#### [About this exercise]
Which lines of the listing hold the string "rest"? Copy those lines.
*** Record extracts Section Begins ***
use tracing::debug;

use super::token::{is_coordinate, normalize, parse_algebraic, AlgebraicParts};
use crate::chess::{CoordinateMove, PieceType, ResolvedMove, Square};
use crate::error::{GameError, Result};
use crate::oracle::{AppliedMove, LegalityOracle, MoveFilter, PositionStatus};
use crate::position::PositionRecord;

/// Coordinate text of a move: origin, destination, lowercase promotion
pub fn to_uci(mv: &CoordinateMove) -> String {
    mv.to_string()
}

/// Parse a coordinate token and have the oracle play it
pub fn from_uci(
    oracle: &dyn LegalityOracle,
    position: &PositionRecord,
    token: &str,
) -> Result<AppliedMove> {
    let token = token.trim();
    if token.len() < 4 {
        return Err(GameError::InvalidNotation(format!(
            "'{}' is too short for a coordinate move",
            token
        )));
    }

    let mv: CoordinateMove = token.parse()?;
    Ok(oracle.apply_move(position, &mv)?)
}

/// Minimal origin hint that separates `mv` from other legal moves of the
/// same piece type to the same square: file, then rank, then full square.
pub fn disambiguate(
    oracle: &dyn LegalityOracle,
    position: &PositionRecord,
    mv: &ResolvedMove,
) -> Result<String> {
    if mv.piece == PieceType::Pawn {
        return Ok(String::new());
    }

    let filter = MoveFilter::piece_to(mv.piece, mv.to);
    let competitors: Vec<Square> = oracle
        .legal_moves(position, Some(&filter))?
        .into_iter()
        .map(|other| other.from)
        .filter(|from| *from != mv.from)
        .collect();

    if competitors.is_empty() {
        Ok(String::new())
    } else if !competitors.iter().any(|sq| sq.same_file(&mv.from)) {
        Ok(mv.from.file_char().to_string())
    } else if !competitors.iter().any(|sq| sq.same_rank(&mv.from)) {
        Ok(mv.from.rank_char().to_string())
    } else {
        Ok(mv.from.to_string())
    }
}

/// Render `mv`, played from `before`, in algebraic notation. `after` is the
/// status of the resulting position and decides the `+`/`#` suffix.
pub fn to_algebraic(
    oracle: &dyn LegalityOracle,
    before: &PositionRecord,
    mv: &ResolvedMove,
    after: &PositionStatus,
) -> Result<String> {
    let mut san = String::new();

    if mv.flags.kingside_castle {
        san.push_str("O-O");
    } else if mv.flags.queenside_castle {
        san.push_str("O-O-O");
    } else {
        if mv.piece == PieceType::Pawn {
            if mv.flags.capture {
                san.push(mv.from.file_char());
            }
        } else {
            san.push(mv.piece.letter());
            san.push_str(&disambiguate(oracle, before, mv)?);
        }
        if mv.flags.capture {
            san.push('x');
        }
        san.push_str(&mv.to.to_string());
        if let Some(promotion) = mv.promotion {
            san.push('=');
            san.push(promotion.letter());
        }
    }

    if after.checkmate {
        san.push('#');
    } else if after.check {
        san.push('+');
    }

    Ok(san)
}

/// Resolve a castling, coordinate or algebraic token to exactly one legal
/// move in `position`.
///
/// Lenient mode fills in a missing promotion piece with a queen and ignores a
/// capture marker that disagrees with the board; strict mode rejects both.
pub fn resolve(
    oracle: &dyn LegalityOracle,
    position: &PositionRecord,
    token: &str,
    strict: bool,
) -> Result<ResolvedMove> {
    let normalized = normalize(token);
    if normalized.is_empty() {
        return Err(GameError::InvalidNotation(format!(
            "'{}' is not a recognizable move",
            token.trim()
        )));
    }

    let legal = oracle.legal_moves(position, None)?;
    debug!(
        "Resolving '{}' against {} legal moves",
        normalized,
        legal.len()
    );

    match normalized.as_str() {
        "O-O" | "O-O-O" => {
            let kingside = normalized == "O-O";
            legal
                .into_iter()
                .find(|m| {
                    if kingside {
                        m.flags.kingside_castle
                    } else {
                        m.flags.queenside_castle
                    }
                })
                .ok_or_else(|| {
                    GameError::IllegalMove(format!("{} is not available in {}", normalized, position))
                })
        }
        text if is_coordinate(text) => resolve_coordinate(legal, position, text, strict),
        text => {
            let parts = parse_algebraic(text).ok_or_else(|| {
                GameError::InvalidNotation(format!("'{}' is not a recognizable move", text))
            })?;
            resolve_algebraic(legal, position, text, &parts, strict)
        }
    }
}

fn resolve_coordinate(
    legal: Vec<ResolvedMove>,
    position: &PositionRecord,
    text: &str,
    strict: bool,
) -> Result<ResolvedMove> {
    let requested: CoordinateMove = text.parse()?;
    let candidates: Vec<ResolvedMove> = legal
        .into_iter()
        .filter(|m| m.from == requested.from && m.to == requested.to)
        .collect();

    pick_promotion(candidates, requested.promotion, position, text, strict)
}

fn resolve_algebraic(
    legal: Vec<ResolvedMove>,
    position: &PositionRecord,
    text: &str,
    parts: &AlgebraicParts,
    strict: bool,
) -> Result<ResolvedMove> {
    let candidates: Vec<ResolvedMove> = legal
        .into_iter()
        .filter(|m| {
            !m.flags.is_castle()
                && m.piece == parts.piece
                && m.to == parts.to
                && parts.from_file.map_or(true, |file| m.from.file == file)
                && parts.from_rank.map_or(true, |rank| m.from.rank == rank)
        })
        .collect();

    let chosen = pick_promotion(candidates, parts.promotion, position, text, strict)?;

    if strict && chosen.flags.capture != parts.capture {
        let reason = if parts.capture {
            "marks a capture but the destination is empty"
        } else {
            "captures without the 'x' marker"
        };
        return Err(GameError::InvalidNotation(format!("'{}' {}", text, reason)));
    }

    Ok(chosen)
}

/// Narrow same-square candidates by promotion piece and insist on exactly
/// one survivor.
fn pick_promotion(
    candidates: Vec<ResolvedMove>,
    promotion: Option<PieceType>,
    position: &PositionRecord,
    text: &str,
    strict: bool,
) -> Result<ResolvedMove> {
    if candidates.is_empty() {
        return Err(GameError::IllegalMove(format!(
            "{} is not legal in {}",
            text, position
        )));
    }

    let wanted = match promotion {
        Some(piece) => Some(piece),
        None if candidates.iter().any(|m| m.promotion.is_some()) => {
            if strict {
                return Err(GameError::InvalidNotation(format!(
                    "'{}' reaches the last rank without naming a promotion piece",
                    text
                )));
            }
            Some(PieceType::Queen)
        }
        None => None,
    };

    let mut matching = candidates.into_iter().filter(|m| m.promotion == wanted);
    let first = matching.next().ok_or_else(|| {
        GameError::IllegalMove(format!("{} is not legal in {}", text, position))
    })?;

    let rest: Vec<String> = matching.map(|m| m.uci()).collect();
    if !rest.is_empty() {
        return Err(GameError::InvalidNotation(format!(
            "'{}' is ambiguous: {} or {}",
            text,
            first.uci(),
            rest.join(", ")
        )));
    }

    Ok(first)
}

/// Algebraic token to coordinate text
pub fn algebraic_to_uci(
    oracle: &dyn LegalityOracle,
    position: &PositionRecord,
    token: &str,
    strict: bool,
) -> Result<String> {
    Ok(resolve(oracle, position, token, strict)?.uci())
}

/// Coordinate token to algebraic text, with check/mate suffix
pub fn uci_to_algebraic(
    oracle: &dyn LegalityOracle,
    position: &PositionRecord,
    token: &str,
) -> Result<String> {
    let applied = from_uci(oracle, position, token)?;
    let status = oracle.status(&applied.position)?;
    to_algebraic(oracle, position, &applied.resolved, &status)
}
*** Record extracts Section Ends ***
*** Record extracts Section Begins ***
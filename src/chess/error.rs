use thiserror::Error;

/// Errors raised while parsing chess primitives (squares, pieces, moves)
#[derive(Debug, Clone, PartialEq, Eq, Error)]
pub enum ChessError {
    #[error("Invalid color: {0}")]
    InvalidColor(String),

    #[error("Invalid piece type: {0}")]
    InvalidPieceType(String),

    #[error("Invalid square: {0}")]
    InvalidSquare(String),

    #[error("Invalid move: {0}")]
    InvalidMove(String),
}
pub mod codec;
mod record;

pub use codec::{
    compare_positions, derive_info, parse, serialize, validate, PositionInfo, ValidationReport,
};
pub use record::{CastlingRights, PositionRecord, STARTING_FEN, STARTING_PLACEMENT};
*** Record extracts Section Ends ***
*** Record extracts Section Begins ***
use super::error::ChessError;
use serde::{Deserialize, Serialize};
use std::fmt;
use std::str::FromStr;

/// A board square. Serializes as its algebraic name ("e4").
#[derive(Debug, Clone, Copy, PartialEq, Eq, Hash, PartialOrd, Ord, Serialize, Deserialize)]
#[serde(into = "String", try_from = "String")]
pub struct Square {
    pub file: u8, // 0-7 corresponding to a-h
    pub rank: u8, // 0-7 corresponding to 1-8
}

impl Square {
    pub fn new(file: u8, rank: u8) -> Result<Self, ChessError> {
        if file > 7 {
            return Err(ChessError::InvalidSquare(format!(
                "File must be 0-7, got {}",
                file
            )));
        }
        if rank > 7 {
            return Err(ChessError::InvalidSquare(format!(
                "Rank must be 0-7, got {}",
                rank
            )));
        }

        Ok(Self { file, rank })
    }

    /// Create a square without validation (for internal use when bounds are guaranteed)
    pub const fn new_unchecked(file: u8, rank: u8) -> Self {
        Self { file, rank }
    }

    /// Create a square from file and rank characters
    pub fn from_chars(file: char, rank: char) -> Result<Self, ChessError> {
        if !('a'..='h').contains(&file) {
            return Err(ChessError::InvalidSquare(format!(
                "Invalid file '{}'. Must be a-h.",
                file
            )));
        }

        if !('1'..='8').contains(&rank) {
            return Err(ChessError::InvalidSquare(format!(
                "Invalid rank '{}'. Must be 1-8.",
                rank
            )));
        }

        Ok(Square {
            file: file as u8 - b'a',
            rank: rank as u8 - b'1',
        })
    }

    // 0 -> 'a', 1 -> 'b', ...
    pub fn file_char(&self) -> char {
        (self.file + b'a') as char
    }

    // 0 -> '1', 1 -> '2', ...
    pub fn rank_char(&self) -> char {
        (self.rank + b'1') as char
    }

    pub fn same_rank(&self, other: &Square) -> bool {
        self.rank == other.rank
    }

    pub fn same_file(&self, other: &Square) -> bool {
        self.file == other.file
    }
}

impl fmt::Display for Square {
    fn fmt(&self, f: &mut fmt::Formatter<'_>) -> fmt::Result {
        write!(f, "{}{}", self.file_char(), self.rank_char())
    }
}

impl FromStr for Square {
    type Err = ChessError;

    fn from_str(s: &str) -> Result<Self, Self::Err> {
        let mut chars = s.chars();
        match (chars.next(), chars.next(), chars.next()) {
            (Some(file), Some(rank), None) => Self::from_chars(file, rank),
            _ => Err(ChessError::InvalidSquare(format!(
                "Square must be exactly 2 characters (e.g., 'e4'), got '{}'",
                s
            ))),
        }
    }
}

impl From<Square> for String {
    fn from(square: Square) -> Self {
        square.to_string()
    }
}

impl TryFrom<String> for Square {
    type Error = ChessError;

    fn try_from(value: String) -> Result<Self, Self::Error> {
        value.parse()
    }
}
*** Record extracts Section Ends ***
#### [Response for this exercise]
    let rest: Vec<String> = matching.map(|m| m.uci()).collect();
    if !rest.is_empty() {
            rest.join(", ")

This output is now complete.